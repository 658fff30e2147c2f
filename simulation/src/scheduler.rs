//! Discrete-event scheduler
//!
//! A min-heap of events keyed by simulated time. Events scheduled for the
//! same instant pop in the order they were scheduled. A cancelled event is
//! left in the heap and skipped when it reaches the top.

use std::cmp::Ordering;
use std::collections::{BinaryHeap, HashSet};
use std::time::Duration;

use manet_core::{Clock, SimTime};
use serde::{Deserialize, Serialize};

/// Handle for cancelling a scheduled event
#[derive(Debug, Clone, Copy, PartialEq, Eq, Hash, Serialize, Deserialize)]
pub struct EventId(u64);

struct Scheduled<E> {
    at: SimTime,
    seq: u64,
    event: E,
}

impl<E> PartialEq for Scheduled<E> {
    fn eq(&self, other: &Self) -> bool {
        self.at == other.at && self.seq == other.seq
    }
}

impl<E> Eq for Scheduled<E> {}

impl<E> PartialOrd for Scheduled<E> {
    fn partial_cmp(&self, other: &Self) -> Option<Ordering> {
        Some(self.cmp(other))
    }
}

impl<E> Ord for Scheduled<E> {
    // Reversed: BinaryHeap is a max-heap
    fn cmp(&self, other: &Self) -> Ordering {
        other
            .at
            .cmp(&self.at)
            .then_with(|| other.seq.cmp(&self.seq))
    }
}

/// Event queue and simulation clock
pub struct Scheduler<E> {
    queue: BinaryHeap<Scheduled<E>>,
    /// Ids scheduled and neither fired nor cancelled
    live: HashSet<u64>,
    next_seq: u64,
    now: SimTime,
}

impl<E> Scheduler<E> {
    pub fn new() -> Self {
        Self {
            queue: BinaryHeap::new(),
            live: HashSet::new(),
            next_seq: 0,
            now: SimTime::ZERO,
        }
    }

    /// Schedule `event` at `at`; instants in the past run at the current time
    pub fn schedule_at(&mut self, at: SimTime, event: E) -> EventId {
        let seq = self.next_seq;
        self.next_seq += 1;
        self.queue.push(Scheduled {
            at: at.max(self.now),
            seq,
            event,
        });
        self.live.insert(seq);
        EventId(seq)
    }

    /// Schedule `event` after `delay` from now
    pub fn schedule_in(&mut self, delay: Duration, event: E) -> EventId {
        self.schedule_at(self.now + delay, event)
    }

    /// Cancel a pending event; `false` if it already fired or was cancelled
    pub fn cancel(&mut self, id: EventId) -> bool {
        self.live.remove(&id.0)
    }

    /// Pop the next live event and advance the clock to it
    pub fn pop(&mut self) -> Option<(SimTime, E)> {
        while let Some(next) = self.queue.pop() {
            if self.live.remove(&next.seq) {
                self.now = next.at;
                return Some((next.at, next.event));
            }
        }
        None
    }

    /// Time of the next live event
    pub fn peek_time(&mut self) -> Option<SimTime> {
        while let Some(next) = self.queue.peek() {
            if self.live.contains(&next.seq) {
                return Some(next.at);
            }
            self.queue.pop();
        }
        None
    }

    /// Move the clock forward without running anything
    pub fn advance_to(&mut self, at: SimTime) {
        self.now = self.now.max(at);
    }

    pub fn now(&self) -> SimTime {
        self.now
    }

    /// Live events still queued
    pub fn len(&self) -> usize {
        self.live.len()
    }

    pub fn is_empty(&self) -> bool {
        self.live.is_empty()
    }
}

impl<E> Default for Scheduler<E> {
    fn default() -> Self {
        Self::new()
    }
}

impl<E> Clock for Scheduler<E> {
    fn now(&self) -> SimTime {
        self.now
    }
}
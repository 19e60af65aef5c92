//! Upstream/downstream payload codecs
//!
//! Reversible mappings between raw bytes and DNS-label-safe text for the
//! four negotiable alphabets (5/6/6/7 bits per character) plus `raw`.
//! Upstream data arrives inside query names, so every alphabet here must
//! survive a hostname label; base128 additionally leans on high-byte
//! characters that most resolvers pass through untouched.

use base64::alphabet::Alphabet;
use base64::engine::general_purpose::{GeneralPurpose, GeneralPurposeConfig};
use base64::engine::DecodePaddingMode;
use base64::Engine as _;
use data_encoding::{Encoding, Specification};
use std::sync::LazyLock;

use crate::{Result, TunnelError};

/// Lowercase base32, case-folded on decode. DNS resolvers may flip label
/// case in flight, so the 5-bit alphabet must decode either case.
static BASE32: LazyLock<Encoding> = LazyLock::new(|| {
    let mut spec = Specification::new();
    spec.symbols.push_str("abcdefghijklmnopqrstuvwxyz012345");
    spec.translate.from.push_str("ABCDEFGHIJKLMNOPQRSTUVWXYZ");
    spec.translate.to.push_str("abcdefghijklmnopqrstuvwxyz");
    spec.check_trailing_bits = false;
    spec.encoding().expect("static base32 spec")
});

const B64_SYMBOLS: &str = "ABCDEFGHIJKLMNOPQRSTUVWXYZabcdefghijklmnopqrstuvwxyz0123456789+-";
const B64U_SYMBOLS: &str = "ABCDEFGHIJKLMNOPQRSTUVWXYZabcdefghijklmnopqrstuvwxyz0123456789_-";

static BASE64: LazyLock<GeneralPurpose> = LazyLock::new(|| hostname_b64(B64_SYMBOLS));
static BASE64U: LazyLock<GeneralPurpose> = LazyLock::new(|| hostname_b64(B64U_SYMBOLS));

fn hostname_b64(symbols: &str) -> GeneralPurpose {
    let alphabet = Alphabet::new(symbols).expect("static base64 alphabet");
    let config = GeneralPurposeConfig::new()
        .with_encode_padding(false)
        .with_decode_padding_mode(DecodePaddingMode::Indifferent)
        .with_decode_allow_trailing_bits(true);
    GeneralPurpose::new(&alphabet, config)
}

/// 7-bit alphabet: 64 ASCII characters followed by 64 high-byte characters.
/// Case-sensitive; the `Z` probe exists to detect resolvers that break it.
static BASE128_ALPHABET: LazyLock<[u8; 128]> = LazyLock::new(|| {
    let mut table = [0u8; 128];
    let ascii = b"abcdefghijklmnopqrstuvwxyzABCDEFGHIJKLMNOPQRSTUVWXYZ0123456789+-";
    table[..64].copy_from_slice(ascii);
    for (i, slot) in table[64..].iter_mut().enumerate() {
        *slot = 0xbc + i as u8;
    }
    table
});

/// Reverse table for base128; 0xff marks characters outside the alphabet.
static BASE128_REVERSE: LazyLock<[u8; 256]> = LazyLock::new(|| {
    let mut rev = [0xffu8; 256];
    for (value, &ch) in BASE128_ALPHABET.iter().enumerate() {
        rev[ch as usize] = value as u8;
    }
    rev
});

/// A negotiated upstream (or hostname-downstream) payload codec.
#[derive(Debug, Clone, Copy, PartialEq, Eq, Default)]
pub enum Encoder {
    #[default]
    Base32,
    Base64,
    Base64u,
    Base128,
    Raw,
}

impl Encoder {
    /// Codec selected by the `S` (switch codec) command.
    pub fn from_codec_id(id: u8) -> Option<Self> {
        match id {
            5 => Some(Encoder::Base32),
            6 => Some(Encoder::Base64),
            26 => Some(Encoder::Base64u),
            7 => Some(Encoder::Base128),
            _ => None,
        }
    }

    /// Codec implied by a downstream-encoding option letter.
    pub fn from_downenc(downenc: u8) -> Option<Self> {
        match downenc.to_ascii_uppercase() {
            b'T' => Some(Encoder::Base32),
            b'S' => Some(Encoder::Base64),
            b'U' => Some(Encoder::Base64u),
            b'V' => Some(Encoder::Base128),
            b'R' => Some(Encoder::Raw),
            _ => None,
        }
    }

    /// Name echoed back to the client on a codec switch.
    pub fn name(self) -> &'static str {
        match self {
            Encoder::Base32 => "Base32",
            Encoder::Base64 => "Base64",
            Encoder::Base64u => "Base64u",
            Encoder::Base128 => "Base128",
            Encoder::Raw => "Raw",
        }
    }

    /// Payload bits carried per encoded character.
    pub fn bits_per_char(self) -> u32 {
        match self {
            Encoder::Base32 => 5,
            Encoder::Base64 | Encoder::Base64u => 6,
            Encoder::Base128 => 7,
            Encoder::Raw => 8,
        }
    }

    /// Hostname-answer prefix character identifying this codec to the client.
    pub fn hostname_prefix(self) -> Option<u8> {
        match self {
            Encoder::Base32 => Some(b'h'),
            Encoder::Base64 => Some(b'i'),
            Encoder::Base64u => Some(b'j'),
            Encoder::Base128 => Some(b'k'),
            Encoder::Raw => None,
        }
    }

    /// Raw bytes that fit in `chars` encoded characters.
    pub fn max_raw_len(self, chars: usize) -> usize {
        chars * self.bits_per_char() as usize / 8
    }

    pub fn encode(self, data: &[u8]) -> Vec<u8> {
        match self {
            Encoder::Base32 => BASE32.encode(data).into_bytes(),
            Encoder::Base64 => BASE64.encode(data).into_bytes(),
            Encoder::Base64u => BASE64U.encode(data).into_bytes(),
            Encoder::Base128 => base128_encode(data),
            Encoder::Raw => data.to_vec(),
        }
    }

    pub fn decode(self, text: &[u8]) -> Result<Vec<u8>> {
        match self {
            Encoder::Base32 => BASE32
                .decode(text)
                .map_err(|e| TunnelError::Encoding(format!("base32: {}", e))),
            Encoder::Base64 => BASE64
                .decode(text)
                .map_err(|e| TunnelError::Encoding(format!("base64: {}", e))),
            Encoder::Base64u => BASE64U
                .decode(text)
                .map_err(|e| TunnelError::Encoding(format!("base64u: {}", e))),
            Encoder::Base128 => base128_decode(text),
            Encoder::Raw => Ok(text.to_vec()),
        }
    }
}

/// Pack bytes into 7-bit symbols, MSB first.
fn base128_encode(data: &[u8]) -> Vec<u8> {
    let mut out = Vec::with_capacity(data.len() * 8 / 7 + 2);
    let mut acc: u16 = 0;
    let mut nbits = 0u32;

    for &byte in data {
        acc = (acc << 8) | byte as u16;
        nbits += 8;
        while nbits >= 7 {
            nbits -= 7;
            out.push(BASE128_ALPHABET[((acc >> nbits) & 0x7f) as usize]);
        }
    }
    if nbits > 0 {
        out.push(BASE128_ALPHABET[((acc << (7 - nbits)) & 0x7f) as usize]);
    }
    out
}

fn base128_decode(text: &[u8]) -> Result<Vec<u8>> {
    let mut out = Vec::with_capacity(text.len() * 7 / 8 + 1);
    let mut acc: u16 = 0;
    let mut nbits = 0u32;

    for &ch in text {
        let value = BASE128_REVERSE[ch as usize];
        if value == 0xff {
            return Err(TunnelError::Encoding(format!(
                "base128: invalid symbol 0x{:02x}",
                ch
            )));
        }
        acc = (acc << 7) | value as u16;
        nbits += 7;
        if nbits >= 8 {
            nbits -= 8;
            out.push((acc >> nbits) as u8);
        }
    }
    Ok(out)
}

☆ ☆ ☆

From the very first line of the data through the line with "reaches the top." in it, please reproduce each line exactly and output nothing more.

repository 658fff30e2147c2f
filename simulation/src/scheduler.rs
//! Discrete-event scheduler
//!
//! A min-heap of events keyed by simulated time. Events scheduled for the
//! same instant pop in the order they were scheduled. A cancelled event is
//! left in the heap and skipped when it reaches the top.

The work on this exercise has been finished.